# Visualization using Matplotlib

Data visualization is one of the most essential steps in understanding the data at hand and the relations that can be drawn amongst various features and labels. While there are many libraries, Matplotlib forms the basics for data visualization and this notebook deals with its basics and common usage.

## Import libraries

In [2]:
import numpy as np
import pandas as pd

import matplotlib.pyplot as plt
%matplotlib inline

We will use the population dataset available on Kaggle to understand how we can leverage the power of visualizations to actually draw meaningful conclusions.

## Import dataset

We will import the dataset as a Panda's dataframe in the variable `dataset`.
However, we must first take a look at the data file.

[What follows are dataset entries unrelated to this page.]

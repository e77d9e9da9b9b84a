use rust_decimal::Decimal;
use serde::{Deserialize, Serialize};

use crate::error::TaxError;
use crate::types::{ensure_non_negative, round_money, Money, Rate};
use crate::TaxResult;

/// One rate band. `ceiling` is cumulative on the taxable scale (after the
/// exemption). The final band is always treated as unbounded.
#[derive(Debug, Clone, PartialEq, Serialize, Deserialize)]
pub struct TaxBand {
    pub label: String,
    #[serde(skip_serializing_if = "Option::is_none")]
    pub ceiling: Option<Money>,
    pub rate: Rate,
}

impl TaxBand {
    pub fn new(label: &str, ceiling: Option<Money>, rate: Rate) -> Self {
        TaxBand {
            label: label.to_string(),
            ceiling,
            rate,
        }
    }
}

/// Portion of the taxable base that fell into one band.
#[derive(Debug, Clone, PartialEq, Serialize, Deserialize)]
pub struct BandSlice {
    pub label: String,
    pub rate: Rate,
    pub amount: Money,
    pub tax: Money,
}

#[derive(Debug, Clone, PartialEq, Serialize, Deserialize)]
pub struct BandCalculation {
    pub taxable_base: Money,
    pub total_tax: Money,
    pub breakdown: Vec<BandSlice>,
}

impl BandCalculation {
    /// Tax charged in the band named `label`, zero if nothing fell in it.
    pub fn tax_in(&self, label: &str) -> Money {
        self.breakdown
            .iter()
            .filter(|s| s.label == label)
            .map(|s| s.tax)
            .sum()
    }

    /// Amount taxed in the band named `label`.
    pub fn amount_in(&self, label: &str) -> Money {
        self.breakdown
            .iter()
            .filter(|s| s.label == label)
            .map(|s| s.amount)
            .sum()
    }

    /// Round to pence. Each slice is rounded on its own and the last slice
    /// takes the remainder, so slices still sum to `taxable_base` and
    /// `total_tax` after rounding.
    pub(crate) fn rounded(&self) -> BandCalculation {
        let taxable_base = round_money(self.taxable_base);
        let total_tax = round_money(self.total_tax);
        let mut breakdown: Vec<BandSlice> = self
            .breakdown
            .iter()
            .map(|s| BandSlice {
                label: s.label.clone(),
                rate: s.rate,
                amount: round_money(s.amount),
                tax: round_money(s.tax),
            })
            .collect();
        if let Some((last, earlier)) = breakdown.split_last_mut() {
            last.amount = taxable_base - earlier.iter().map(|s| s.amount).sum::<Decimal>();
            last.tax = total_tax - earlier.iter().map(|s| s.tax).sum::<Decimal>();
        }
        BandCalculation {
            taxable_base,
            total_tax,
            breakdown,
        }
    }
}

/// Progressive tax on `base_amount` over `bands`, after removing `exemption`.
///
/// Validates inputs, then delegates to the unchecked band walk. Results are
/// rounded to pence.
pub fn compute_progressive_tax(
    base_amount: Money,
    exemption: Money,
    bands: &[TaxBand],
) -> TaxResult<BandCalculation> {
    ensure_non_negative("base_amount", base_amount)?;
    ensure_non_negative("exemption", exemption)?;
    validate_bands(bands)?;
    Ok(apply_bands(base_amount, exemption, bands).rounded())
}

/// Walk the bands in order, taking `min(remaining, band width)` from each.
///
/// Callers guarantee the band table is ordered; engines build theirs from a
/// validated schedule.
pub(crate) fn apply_bands(base_amount: Money, exemption: Money, bands: &[TaxBand]) -> BandCalculation {
    let taxable_base = (base_amount - exemption).max(Decimal::ZERO);
    stack_on_bands(Decimal::ZERO, taxable_base, bands)
}

/// Tax `amount` as if the first `already_used` of the taxable scale were
/// occupied by other income. Only the unused part of each band is available.
pub(crate) fn stack_on_bands(already_used: Money, amount: Money, bands: &[TaxBand]) -> BandCalculation {
    let mut remaining = amount.max(Decimal::ZERO);
    let mut position = already_used.max(Decimal::ZERO);
    let mut floor = Decimal::ZERO;
    let mut total_tax = Decimal::ZERO;
    let mut breakdown = Vec::new();

    let last = bands.len().saturating_sub(1);
    for (i, band) in bands.iter().enumerate() {
        if remaining <= Decimal::ZERO {
            break;
        }
        let taken = match band.ceiling {
            Some(ceiling) if i < last => remaining.min((ceiling - floor.max(position)).max(Decimal::ZERO)),
            _ => remaining,
        };
        if taken > Decimal::ZERO {
            let tax = taken * band.rate;
            total_tax += tax;
            remaining -= taken;
            position = floor.max(position) + taken;
            breakdown.push(BandSlice {
                label: band.label.clone(),
                rate: band.rate,
                amount: taken,
                tax,
            });
        }
        if let Some(ceiling) = band.ceiling {
            floor = ceiling;
        }
    }

    BandCalculation {
        taxable_base: amount.max(Decimal::ZERO),
        total_tax,
        breakdown,
    }
}

/// Rate that applies to the next pound above `taxable` (0 inside the exemption).
pub(crate) fn marginal_rate(taxable: Money, bands: &[TaxBand]) -> Rate {
    if taxable <= Decimal::ZERO {
        return Decimal::ZERO;
    }
    bands
        .iter()
        .find(|b| b.ceiling.map_or(true, |c| taxable < c))
        .or_else(|| bands.last())
        .map(|b| b.rate)
        .unwrap_or(Decimal::ZERO)
}

pub(crate) fn validate_bands(bands: &[TaxBand]) -> TaxResult<()> {
    if bands.is_empty() {
        return Err(TaxError::invalid_input("bands", "at least one band is required"));
    }
    let mut previous: Option<Money> = None;
    for (i, band) in bands.iter().enumerate() {
        let field = format!("bands[{i}]");
        if band.rate < Decimal::ZERO || band.rate > Decimal::ONE {
            return Err(TaxError::invalid_input(
                field,
                format!("rate must be between 0 and 1, got {}", band.rate),
            ));
        }
        match band.ceiling {
            Some(ceiling) => {
                if ceiling <= previous.unwrap_or(Decimal::ZERO) {
                    return Err(TaxError::invalid_input(
                        field,
                        "ceilings must be positive and strictly increasing",
                    ));
                }
                previous = Some(ceiling);
            }
            None if i + 1 != bands.len() => {
                return Err(TaxError::invalid_input(
                    field,
                    "only the final band may be unbounded",
                ));
            }
            None => {}
        }
    }
    Ok(())
}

We find that first `4` rows can be skipped and then we can read the data into the variable.

In [9]:
dataset = pd.read_csv('dataset.csv', skiprows=4)
dataset.head(5)

Unnamed: 0,Country Name,Country Code,Indicator Name,Indicator Code,1960,1961,1962,1963,1964,1965,...,2008,2009,2010,2011,2012,2013,2014,2015,2016,Unnamed: 61
0,Aruba,ABW,Population density (people per sq. km of land ...,EN.POP.DNST,,307.972222,312.366667,314.983333,316.827778,318.666667,...,563.011111,563.422222,564.427778,566.311111,568.85,571.783333,574.672222,577.161111,,
1,Andorra,AND,Population density (people per sq. km of land ...,EN.POP.DNST,,30.587234,32.714894,34.914894,37.170213,39.470213,...,182.161702,181.859574,179.614894,175.161702,168.757447,161.493617,154.86383,149.942553,,
2,Afghanistan,AFG,Population density (people per sq. km of land ...,EN.POP.DNST,,14.038148,14.312061,14.599692,14.901579,15.218206,...,40.634655,41.674005,42.830327,44.127634,45.533197,46.997059,48.444546,49.821649,,
3,Angola,AGO,Population density (people per sq. km of land ...,EN.POP.DNST,,4.305195,4.384299,4.464433,4.544558,4.624228,...,15.915819,16.459536,17.020898,17.600302,18.196544,18.808215,19.433323,20.070565,,
4,Albania,ALB,Population density (people per sq. km of land ...,EN.POP.DNST,,60.576642,62.456898,64.329234,66.209307,68.058066,...,107.566204,106.843759,106.314635,106.013869,105.848431,105.717226,105.60781,105.444051,,


It appears that we can either keep the `Country Name` or the `Country Code`. For easy reference, let's keep the country name. The columns `Indicator Name` and `Indicator Code` are not required.
Columns `1960` and `2016` has values represented as `NaN` which means `Not a Number` and hence we can drop those columns too. Finally, the last column is unnamed and also has `NaN` values so we drop it too.

In [15]:
dataset.drop(['Country Code', 'Indicator Name', 'Indicator Code', '1960', '2016', 'Unnamed: 61'],
             axis = 1, inplace = True)
dataset.head(5)

Unnamed: 0,Country Name,1961,1962,1963,1964,1965,1966,1967,1968,1969,...,2006,2007,2008,2009,2010,2011,2012,2013,2014,2015
0,Aruba,307.972222,312.366667,314.983333,316.827778,318.666667,320.622222,322.494444,324.361111,326.244444,...,560.166667,562.322222,563.011111,563.422222,564.427778,566.311111,568.85,571.783333,574.672222,577.161111
1,Andorra,30.587234,32.714894,34.914894,37.170213,39.470213,41.8,44.159574,46.570213,49.065957,...,177.389362,180.591489,182.161702,181.859574,179.614894,175.161702,168.757447,161.493617,154.86383,149.942553
2,Afghanistan,14.038148,14.312061,14.599692,14.901579,15.218206,15.545203,15.881812,16.235931,16.618433,...,38.574296,39.637202,40.634655,41.674005,42.830327,44.127634,45.533197,46.997059,48.444546,49.821649
3,Angola,4.305195,4.384299,4.464433,4.544558,4.624228,4.703271,4.782892,4.865721,4.955244,...,14.872437,15.387749,15.915819,16.459536,17.020898,17.600302,18.196544,18.808215,19.433323,20.070565
4,Albania,60.576642,62.456898,64.329234,66.209307,68.058066,69.874927,71.737153,73.805547,75.97427,...,109.217044,108.394781,107.566204,106.843759,106.314635,106.013869,105.848431,105.717226,105.60781,105.444051


The dataset has countries where all information is not available and hence, it's better to drop such rows as they provide no useful information.

In [29]:
dataset.dropna(how = 'any', axis = 0, inplace = True)
dataset.isnull().sum()

Country Name    0
dtype: int64